First thought that popped into my mind after reading only the first post and I'm not even out of school yet 😛

In his/her defense, we did just take part 2 of the boards 🙂

Hup
 
Hi,

I was doing the recall exam today and found out that there's a round, well-defined radiolucency at the apex of #25. nothing positive clinically, no caries or existing filling, not cold sensitive, percussion is negative. slight to moderate bone loss, but pocket depth is WNL. pt has no discomfort with this tooth before.

I was not sure to do or not do the RCT. I talked to my boss and hoping that she can help. She said there's pathology present. then you should do RCT. You don't have to figure out the etiology.

I don't recall if there's any anatomical presence of radiolucency there. Maybe I should do the RCT?

Thanks in advance!

ummmm, neither you nor your boss thought to perform pulpal vitality tests?🙄

any symptoms, palpation/percussion sensitivity? as this was a recall examination did you compare your radiographic findings with prior radiographs?
 
I'm still trying to figure out what #25 means. For me it means Maxillary left second premolar :laugh::laugh::laugh::laugh:

Was this a joke?


OP, if a tooth is asymptomatic and there's no definitive diagnosis, why would you do a RCT? That's just a shot in the dark as to the solution to your problem.

Always cold test.
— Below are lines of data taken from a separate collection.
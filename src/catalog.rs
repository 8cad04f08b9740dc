//! Archetype roster and quiz questions, loaded once at startup and injected
//! into the flow.

use std::collections::HashSet;
use std::path::{Path, PathBuf};

use serde::Deserialize;

/// One casting outcome: a label plus the style fragment fed to the image model.
#[derive(Clone, Debug, Eq, PartialEq, Deserialize)]
pub struct Archetype {
    /// Short display label, e.g. `Noir Mastermind`.
    pub label: String,
    /// Style description embedded in the poster prompt.
    pub style: String,
    /// Optional icon shown next to the label.
    #[serde(default)]
    pub icon: Option<String>,
}

/// One of the two choices of a [`Question`].
#[derive(Clone, Debug, Eq, PartialEq, Deserialize)]
pub struct AnswerOption {
    /// Button text.
    pub label: String,
    /// Category tag recorded when this option is picked.
    pub tag: String,
}

/// A quiz question with exactly two options.
#[derive(Clone, Debug, Eq, PartialEq, Deserialize)]
pub struct Question {
    /// Question text.
    pub prompt: String,
    /// The two options.
    pub options: [AnswerOption; 2],
}

/// The verdict used when the text model can't be trusted.
#[derive(Clone, Debug, Eq, PartialEq, Deserialize)]
pub struct FallbackVerdict {
    /// Label used by the fixed fallback policy.
    pub label: String,
    /// Sentence paired with any fallback label.
    pub reason: String,
}

/// The static tables of the application.
#[derive(Clone, Debug, Eq, PartialEq, Deserialize)]
pub struct Catalog {
    /// Page title.
    pub title: String,
    /// Every label the verdict may resolve to.
    pub archetypes: Vec<Archetype>,
    /// Questions for the question-mode ballot, in order.
    #[serde(default)]
    pub questions: Vec<Question>,
    /// Fallback verdict.
    pub fallback: FallbackVerdict,
}

/// Errors returned when loading the catalog.
#[derive(Debug)]
pub enum CatalogError {
    /// The catalog file couldn't be read.
    Io(PathBuf, std::io::Error),
    /// The JSON payload could not be parsed.
    Parse(serde_json::Error),
    /// No archetypes were defined.
    NoArchetypes,
    /// A label was blank.
    BlankLabel,
    /// The same label appears twice.
    DuplicateLabel(String),
    /// The fallback label isn't one of the archetypes.
    UnknownFallback(String),
}

impl std::fmt::Display for CatalogError {
    fn fmt(&self, f: &mut std::fmt::Formatter<'_>) -> std::fmt::Result {
        match self {
            Self::Io(path, err) => write!(f, "Failed to read catalog {}: {err}", path.display()),
            Self::Parse(err) => write!(f, "Failed to parse catalog JSON: {err}"),
            Self::NoArchetypes => write!(f, "Catalog defines no archetypes"),
            Self::BlankLabel => write!(f, "Catalog contains a blank label or tag"),
            Self::DuplicateLabel(label) => write!(f, "Duplicate archetype label: {label}"),
            Self::UnknownFallback(label) => {
                write!(f, "Fallback label {label:?} is not a known archetype")
            }
        }
    }
}

impl std::error::Error for CatalogError {}

impl Catalog {
    /// The catalog bundled into the binary.
    pub fn bundled() -> Result<Self, CatalogError> {
        let raw = include_str!(concat!(env!("CARGO_MANIFEST_DIR"), "/data/catalog.json"));
        Self::from_json(raw)
    }

    /// Reads a catalog from a JSON file on disk.
    pub fn from_path(path: &Path) -> Result<Self, CatalogError> {
        let raw = std::fs::read_to_string(path)
            .map_err(|err| CatalogError::Io(path.to_path_buf(), err))?;
        Self::from_json(&raw)
    }

    /// Loads from `path` if given, else the bundled catalog.
    pub fn load(path: Option<&Path>) -> Result<Self, CatalogError> {
        match path {
            Some(path) => Self::from_path(path),
            None => Self::bundled(),
        }
    }

    /// Parses and validates a catalog.
    pub fn from_json(raw: &str) -> Result<Self, CatalogError> {
        let catalog: Self = serde_json::from_str(raw).map_err(CatalogError::Parse)?;
        catalog.validate()?;
        Ok(catalog)
    }

    fn validate(&self) -> Result<(), CatalogError> {
        if self.archetypes.is_empty() {
            return Err(CatalogError::NoArchetypes);
        }
        let mut seen = HashSet::new();
        for archetype in &self.archetypes {
            let label = archetype.label.trim();
            if label.is_empty() {
                return Err(CatalogError::BlankLabel);
            }
            if !seen.insert(label.to_ascii_lowercase()) {
                return Err(CatalogError::DuplicateLabel(label.to_string()));
            }
        }
        let blank_option = self
            .questions
            .iter()
            .flat_map(|question| question.options.iter())
            .any(|option| option.label.trim().is_empty() || option.tag.trim().is_empty());
        if blank_option {
            return Err(CatalogError::BlankLabel);
        }
        if self.archetype(&self.fallback.label).is_none() {
            return Err(CatalogError::UnknownFallback(self.fallback.label.clone()));
        }
        Ok(())
    }

    /// Exact label lookup.
    pub fn archetype(&self, label: &str) -> Option<&Archetype> {
        self.archetypes.iter().find(|archetype| archetype.label == label)
    }

    /// Lookup that tolerates surrounding whitespace and ASCII case.
    pub fn find_archetype(&self, label: &str) -> Option<&Archetype> {
        let label = label.trim();
        self.archetype(label).or_else(|| {
            self.archetypes
                .iter()
                .find(|archetype| archetype.label.eq_ignore_ascii_case(label))
        })
    }

    /// All valid verdict labels, in catalog order.
    pub fn labels(&self) -> Vec<&str> {
        self.archetypes
            .iter()
            .map(|archetype| archetype.label.as_str())
            .collect()
    }
}
//! Hollywood Casting: a short quiz picks your movie archetype, then an image
//! model puts your face on its poster.

#![allow(clippy::multiple_crate_versions)]
#![deny(clippy::all)]
#![deny(clippy::await_holding_lock)]
#![deny(clippy::complexity)]
#![deny(clippy::correctness)]
#![deny(clippy::disallowed_methods)]
#![deny(clippy::expect_used)]
#![deny(clippy::needless_pass_by_value)]
#![deny(clippy::panic)]
#![deny(clippy::perf)]
#![deny(clippy::trivially_copy_pass_by_ref)]
#![deny(clippy::unreachable)]
#![deny(clippy::unwrap_used)]
#![forbid(unsafe_code)]
#![deny(missing_docs)]

pub mod catalog;
pub mod cli;
pub mod clock;
pub mod config;
pub mod constants;
pub mod download;
pub mod error;
pub mod flow;
pub mod gemini;
pub mod photo;
pub mod poster;
pub mod replicate;
pub mod verdict;
pub mod web;

#[cfg(test)]
mod testing;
Cold testing is not always a sure bet. + response means pulpitis, but a - response doesn't always mean nectrotic. There could be factors affecting the patient's response to the cold (thickness of tooth structure for one). Any dentist who automatically does a RCT every time they see a PARL is just lazy or trying to make money. If a lawsuit comes your way and you didn't have cold testing down on your records, that's one strike against you. Use your own best judgment.

Take another PA at a different angle to see if the RL moves to rule out mental foramen. Do the array of testing to determine vitality. If you can't tell, you can observe the tooth. If the patients history suggests cancer, you can get a consult with path.
 
excellent points!

I did find out that there are similar PA radiolucency at exactly the same tooth in the film taken in 2006. My boss will see her in a couple of days and I will find out more!